Essa convivência com a população é notável no à-vontade de todos. Principalmente dos actores. Carloto perde-se entre a gente, como se estivesse em casa. E o jovem Rodrigo Madeira, que se estreia aqui, circula com natural destreza, é morador de um bairro vizinho, e joga na equipa de futebol que é treinada pelo sr. Carlos. A história do filme poderia ter acontecido lá para as tuas bandas, Rodrigo? «isto e muito pior». O seu maior sonho é prosseguir a carreira de actor. Mas não é fácil.

A emoção vem ao de cima, enquanto o projector aquece: «Prefiro muito mais estar aqui do que em Cannes. É muito mais genuíno» Diz Carloto Cotta, o actor que viajou com Salaviza para ir buscar a Palma d’Ouro. E acrescenta: «Isto de actuar é como jogar à bola, depois de fazer o clique tudo corre bem». E o seu clique mereceu os mais variados elogios. Só que, infelizmente, de momento não tem nenhum filme em rodagem.

Não é a primeira vez que a Flamenga é cenário de filme. Por ali passou o Crime do Padre Amaro e vários spots publicitários. «Somos Hollywood de Marvila», diz, brincando, o sr. Carlos, com o seu equipamento vermelho de futebolista. Não esconde uma felicidade imensa por ter tantas visitas no bairro e desdobra-se em conversas e entrevistas, sempre diplomata, sempre bem-falante.

Muitos outros mantêm uma distância prudente. Mas chegada a hora do filme, ninguém, mil olhos espreitam por todas as janelas, portas, passadiços. Um clima que lembra um neo-realismo à italiana. Ali cabe mais gente do que no São Jorge.

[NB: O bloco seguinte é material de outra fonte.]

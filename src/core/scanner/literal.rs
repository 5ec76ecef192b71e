//! Drive the external scanner across a whole string literal.
//!
//! The Cool grammar declares
//!
//! ```text
//! string_literal: '"' repeat(choice(string_content, escape_sequence)) '"'
//! escape_sequence: /\\[bntf"]/
//! ```
//!
//! `StringLiteralRecognizer` plays the host's part for that rule: it
//! matches the quotes itself, asks the external scanner for content with
//! only `StringContent` valid, falls back to an escape sequence when the
//! scanner declines, and rewinds the cursor to the committed end mark after
//! each accepted scan. It does not tokenize anything else.
//!
//! ## Examples
//! ```
//! # use cool_scanner::core::scanner::{parse_string_literal, StringPart};
//! let literal = parse_string_literal("\"hello\" + x")?;
//! assert_eq!(literal.raw(), "hello");
//! assert_eq!(literal.parts(), &[StringPart::Content("hello".into())]);
//! # Ok::<(), cool_scanner::core::scanner::LexError>(())
//! ```

use tracing::debug;

use crate::core::scanner::cursor::{LexerCursor, Position, StringCursor};
use crate::core::scanner::error::LexError;
use crate::core::scanner::external::{CoolScanner, ScanResult};
use crate::core::scanner::tokens::{ExternalToken, SymbolSpan, ValidTokens};

/// Characters allowed after a backslash in an `escape_sequence` token.
const ESCAPE_CHARS: [char; 5] = ['b', 'n', 't', 'f', '"'];

/// One token between the quotes of a string literal.
#[derive(Debug, Clone, PartialEq, Eq)]
pub enum StringPart {
    /// Text produced by the external scanner.
    Content(String),
    /// An escape sequence; holds the character after the backslash.
    Escape(char),
}

impl StringPart {
    /// Returns the source text of this part.
    #[must_use]
    pub fn source(&self) -> String {
        match self {
            StringPart::Content(text) => text.clone(),
            StringPart::Escape(ch) => format!("\\{ch}"),
        }
    }
}

/// A string literal split into the tokens the grammar sees.
#[derive(Debug, Clone, PartialEq, Eq)]
pub struct StringLiteral {
    parts: Vec<StringPart>,
    span: SymbolSpan,
}

impl StringLiteral {
    /// Returns the parts in source order. Empty for `""`.
    #[must_use]
    pub fn parts(&self) -> &[StringPart] {
        &self.parts
    }

    /// Returns the span from the opening quote to past the closing quote.
    #[must_use]
    pub fn span(&self) -> &SymbolSpan {
        &self.span
    }

    /// Returns the source text between the quotes.
    #[must_use]
    pub fn raw(&self) -> String {
        self.parts.iter().map(StringPart::source).collect()
    }
}

/// Recognize a double-quoted string literal using the external scanner.
#[derive(Debug, Default)]
pub struct StringLiteralRecognizer {
    scanner: CoolScanner,
}

impl StringLiteralRecognizer {
    /// Creates a recognizer backed by a default `CoolScanner`.
    #[must_use]
    pub fn new() -> Self {
        Self::default()
    }

    /// Creates a recognizer backed by `scanner`.
    #[must_use]
    pub fn with_scanner(scanner: CoolScanner) -> Self {
        Self { scanner }
    }

    /// Returns `true` if a string literal starts at the cursor.
    #[must_use]
    pub fn can_handle(&self, input: &dyn LexerCursor) -> bool {
        input.lookahead() == Some('"')
    }

    /// Consumes a complete string literal, closing quote included.
    ///
    /// ## Errors
    /// Returns `LexError` when the literal does not start with a quote, when
    /// input ends before the closing quote, or when content is neither
    /// accepted by the scanner nor an escape sequence.
    pub fn consume(
        &self,
        input: &mut StringCursor,
    ) -> Result<StringLiteral, LexError> {
        let start = input.position();
        if input.advance() != Some('"') {
            return Err(error_at("Expected opening quote", start, start));
        }

        let mut parts = Vec::new();
        loop {
            if input.lookahead() == Some('"') {
                input.advance();
                break;
            }

            let attempt = input.position();
            let valid = ValidTokens::only(ExternalToken::StringContent);
            match self.scanner.scan_tokens(input, valid) {
                ScanResult::Accepted { end, .. } => {
                    parts.push(StringPart::Content(
                        input.slice(attempt.offset, end.offset),
                    ));
                    input.restore(end);
                    continue;
                }
                ScanResult::Rejected => input.restore(attempt),
            }

            if let Some(escape) = Self::consume_escape(input) {
                parts.push(StringPart::Escape(escape));
                continue;
            }

            let here = input.position();
            // Nothing left that could close the literal on this line.
            let message = if input.remaining().find(['"', '\n']).is_none() {
                "Unterminated string literal"
            } else {
                "Invalid string content"
            };
            debug!(line = here.line, column = here.column, message);
            return Err(error_at(message, start, here));
        }

        Ok(StringLiteral {
            parts,
            span: SymbolSpan {
                start: start.to_symbol_location(),
                end: input.position().to_symbol_location(),
            },
        })
    }

    fn consume_escape(input: &mut StringCursor) -> Option<char> {
        let start = input.position();
        if input.advance() != Some('\\') {
            input.restore(start);
            return None;
        }
        match input.lookahead() {
            Some(ch) if ESCAPE_CHARS.contains(&ch) => {
                input.advance();
                Some(ch)
            }
            _ => {
                input.restore(start);
                None
            }
        }
    }
}

fn error_at(message: &str, start: Position, end: Position) -> LexError {
    LexError::new(
        message.to_string(),
        SymbolSpan {
            start: start.to_symbol_location(),
            end: end.to_symbol_location(),
        },
    )
}

/// Parse the string literal at the start of `input`.
///
/// ## Errors
/// Returns `LexError` under the same conditions as
/// `StringLiteralRecognizer::consume`.
pub fn parse_string_literal(input: &str) -> Result<StringLiteral, LexError> {
    let mut cursor = StringCursor::new(input);
    StringLiteralRecognizer::new().consume(&mut cursor)
}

À medida que a fita roda, avolumam-se os comentários: isto é aqui, isto é acolá, isto já não sei onde é. Não sabem porque, uma parte do filme foi filmada numa fábrica abandonada lá para a Portela de Sacavém, onde o JL acompanhou o João, numa sessão fotográfica. Ao ar livre, o cinema é à antiga, com comentários, assobios, gargalhadas. Tudo no extremo da vivência genuína. As pessoas gostam, porque vêem-se a si próprias, garante o sr. Carlos. Uma senhora, gorda, de avental, com ar de mãe de todos, comenta: «Ficam a pensar que aqui no bairro são todos gatunos»… talvez não fiquem, talvez não fiquem. Uma outra mulher reclama com Carloto, dando-lhe palmadas no braço, «então filmaram a minha mãe!?». O actor não tem culpa.

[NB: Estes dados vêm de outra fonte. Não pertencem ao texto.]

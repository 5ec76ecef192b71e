//! Read source text one character at a time on behalf of the host.
//!
//! The external scanner never owns the input. The host hands it a cursor
//! through the `LexerCursor` trait, which exposes lookahead, single-step
//! advance, an end-of-input test, and the two ways a scanner reports a
//! token back: the result symbol and the end mark. The end mark is separate
//! from the advancing position because a scanner may look past the token it
//! ends up producing.
//!
//! `StringCursor` is the in-memory implementation used by the literal
//! driver and by tests. Besides the trait, it offers host-side operations
//! (restoring a saved position, reading back the mark and the result
//! symbol, slicing text between positions) that a scanner has no access to.
//!
//! Positions are 1-based (line, column); offsets count Unicode scalar
//! values from the start of the input.
//!
//! ## Examples
//! ```
//! # use cool_scanner::core::scanner::{LexerCursor, StringCursor};
//! let mut cursor = StringCursor::new("ab");
//! assert_eq!(cursor.lookahead(), Some('a'));
//! cursor.advance();
//! cursor.mark_end();
//! cursor.advance();
//! assert!(cursor.eof());
//! assert_eq!(cursor.marked_end().map(|p| p.offset), Some(1));
//! ```

use crate::core::scanner::tokens::{ExternalToken, SymbolLocation};

/// Track a location in the input.
///
/// Stores 1-based `line` and `column` and a character `offset`.
///
/// ## Examples
/// ```
/// # use cool_scanner::core::scanner::Position;
/// let p = Position::new(1, 1, 0);
/// assert_eq!(p.line, 1);
/// assert_eq!(p.column, 1);
/// assert_eq!(p.offset, 0);
/// ```
#[derive(Debug, Clone, Copy, PartialEq, Eq)]
pub struct Position {
    pub line: u32,
    pub column: u32,
    pub offset: usize,
}

impl Position {
    /// Create a new position with explicit line, column, and offset.
    #[must_use]
    pub fn new(line: u32, column: u32, offset: usize) -> Self {
        Self {
            line,
            column,
            offset,
        }
    }

    /// Convert to a `SymbolLocation` (line and column only).
    #[must_use]
    pub fn to_symbol_location(&self) -> SymbolLocation {
        SymbolLocation {
            line: self.line,
            column: self.column,
        }
    }
}

impl Default for Position {
    fn default() -> Self {
        Self::new(1, 1, 0)
    }
}

/// The view of the input an external scanner works with.
///
/// Implementations must be consistent: after `advance()`, `lookahead()`
/// reports the character following the one consumed. `advance()` at end of
/// input is a no-op. Nothing in this trait moves backwards.
pub trait LexerCursor: std::fmt::Debug {
    /// Returns the next unconsumed character, or `None` at end of input.
    fn lookahead(&self) -> Option<char>;

    /// Consumes the lookahead character and returns it, or `None` at end.
    fn advance(&mut self) -> Option<char>;

    /// Returns `true` when no input remains.
    fn eof(&self) -> bool {
        self.lookahead().is_none()
    }

    /// Commits the current position as the end of the token being scanned.
    fn mark_end(&mut self);

    /// Records the kind of token the scanner produced.
    fn set_result_symbol(&mut self, token: ExternalToken);

    /// Returns the current position.
    fn position(&self) -> Position;
}

/// Provide a `LexerCursor` over a UTF-8 `&str`.
///
/// Tracks newlines and columns as characters are advanced. Offsets index an
/// internal `Vec<char>` captured at creation time.
#[derive(Debug, Clone)]
pub struct StringCursor {
    // Pre-collected Unicode scalar values for random access.
    chars: Vec<char>,
    position: Position,
    marked_end: Option<Position>,
    result_symbol: Option<ExternalToken>,
}

impl StringCursor {
    /// Creates a cursor at the start of `input`.
    #[must_use]
    pub fn new(input: &str) -> Self {
        Self {
            chars: input.chars().collect(),
            position: Position::default(),
            marked_end: None,
            result_symbol: None,
        }
    }

    /// Creates a cursor positioned after the first `offset` characters.
    ///
    /// Offsets past the end leave the cursor at end of input.
    ///
    /// ## Examples
    /// ```
    /// # use cool_scanner::core::scanner::{LexerCursor, StringCursor};
    /// let cursor = StringCursor::at_offset("\"abc\"", 1);
    /// assert_eq!(cursor.lookahead(), Some('a'));
    /// assert_eq!(cursor.position().column, 2);
    /// ```
    #[must_use]
    pub fn at_offset(input: &str, offset: usize) -> Self {
        let mut cursor = Self::new(input);
        for _ in 0..offset {
            if cursor.advance().is_none() {
                break;
            }
        }
        cursor
    }

    /// Returns the position committed by the last `mark_end`, if any.
    #[must_use]
    pub fn marked_end(&self) -> Option<Position> {
        self.marked_end
    }

    /// Returns the token kind recorded by the last scan, if any.
    #[must_use]
    pub fn result_symbol(&self) -> Option<ExternalToken> {
        self.result_symbol
    }

    /// Moves the cursor to a previously observed `position`.
    ///
    /// This is a host operation: the host rewinds to the end mark after a
    /// successful scan, or to the starting point after a rejected one. The
    /// end mark and result symbol are cleared so the next scan starts clean.
    pub fn restore(&mut self, position: Position) {
        self.position = position;
        self.marked_end = None;
        self.result_symbol = None;
    }

    /// Returns the text between two offsets, clamped to the input.
    #[must_use]
    pub fn slice(&self, start: usize, end: usize) -> String {
        let end = end.min(self.chars.len());
        let start = start.min(end);
        self.chars[start..end].iter().collect()
    }

    /// Returns the characters after the current position.
    #[must_use]
    pub fn remaining(&self) -> String {
        self.slice(self.position.offset, self.chars.len())
    }
}

impl LexerCursor for StringCursor {
    fn lookahead(&self) -> Option<char> {
        self.chars.get(self.position.offset).copied()
    }

    fn advance(&mut self) -> Option<char> {
        let ch = self.lookahead()?;
        self.position.offset += 1;
        if ch == '\n' {
            self.position.line += 1;
            self.position.column = 1;
        } else {
            self.position.column += 1;
        }
        Some(ch)
    }

    fn mark_end(&mut self) {
        self.marked_end = Some(self.position);
    }

    fn set_result_symbol(&mut self, token: ExternalToken) {
        self.result_symbol = Some(token);
    }

    fn position(&self) -> Position {
        self.position
    }
}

E o filme acaba, pouco depois de começar, afinal é uma curta-metragem, de apenas 15 minutos. As pessoas verificam, desoladas, já acabou? Tanto aparato para tão curto. Curto mas intenso, como o café que bebemos. Todos sabem que, rapidamente, tudo volta ao normal. Os políticos vão para a campanha, os jornalistas para as redacções e a Flamenga volta a ser a Flamenga de sempre, entalada entre o Parque da Bela Vista e o Feira Nova. «Estamos a organizarmo-nos para ter actividades de três em três meses», garante o Sr. Carlos. Quanto ao filme: «Eu tenho dito aos jornalistas que as pessoas gostaram». E ninguém tem dúvida que poderia ter acontecido ali, esta ou outra história.

O cinema foi até à Flamenga, com a pompa de visita de estado. Agora é a Flamenga que vai aos cinemas, com a exibição de Arena, na primeira parte de Woodstock, de Ang Lee, em 16 salas pelo país. No bairro, ouve-se o reboliço, os comentários animados e ainda dá tempo para mais uma cerveja. O assistente da produtora apressa-se a guardar a cópia do filme, enquanto outros vão desmontando as telas. No estacionamento, os carros arrancam em direcção a pontos mais visíveis da cidade. Arena despede-se da Flamenga. Na esperança de uma segunda sessão.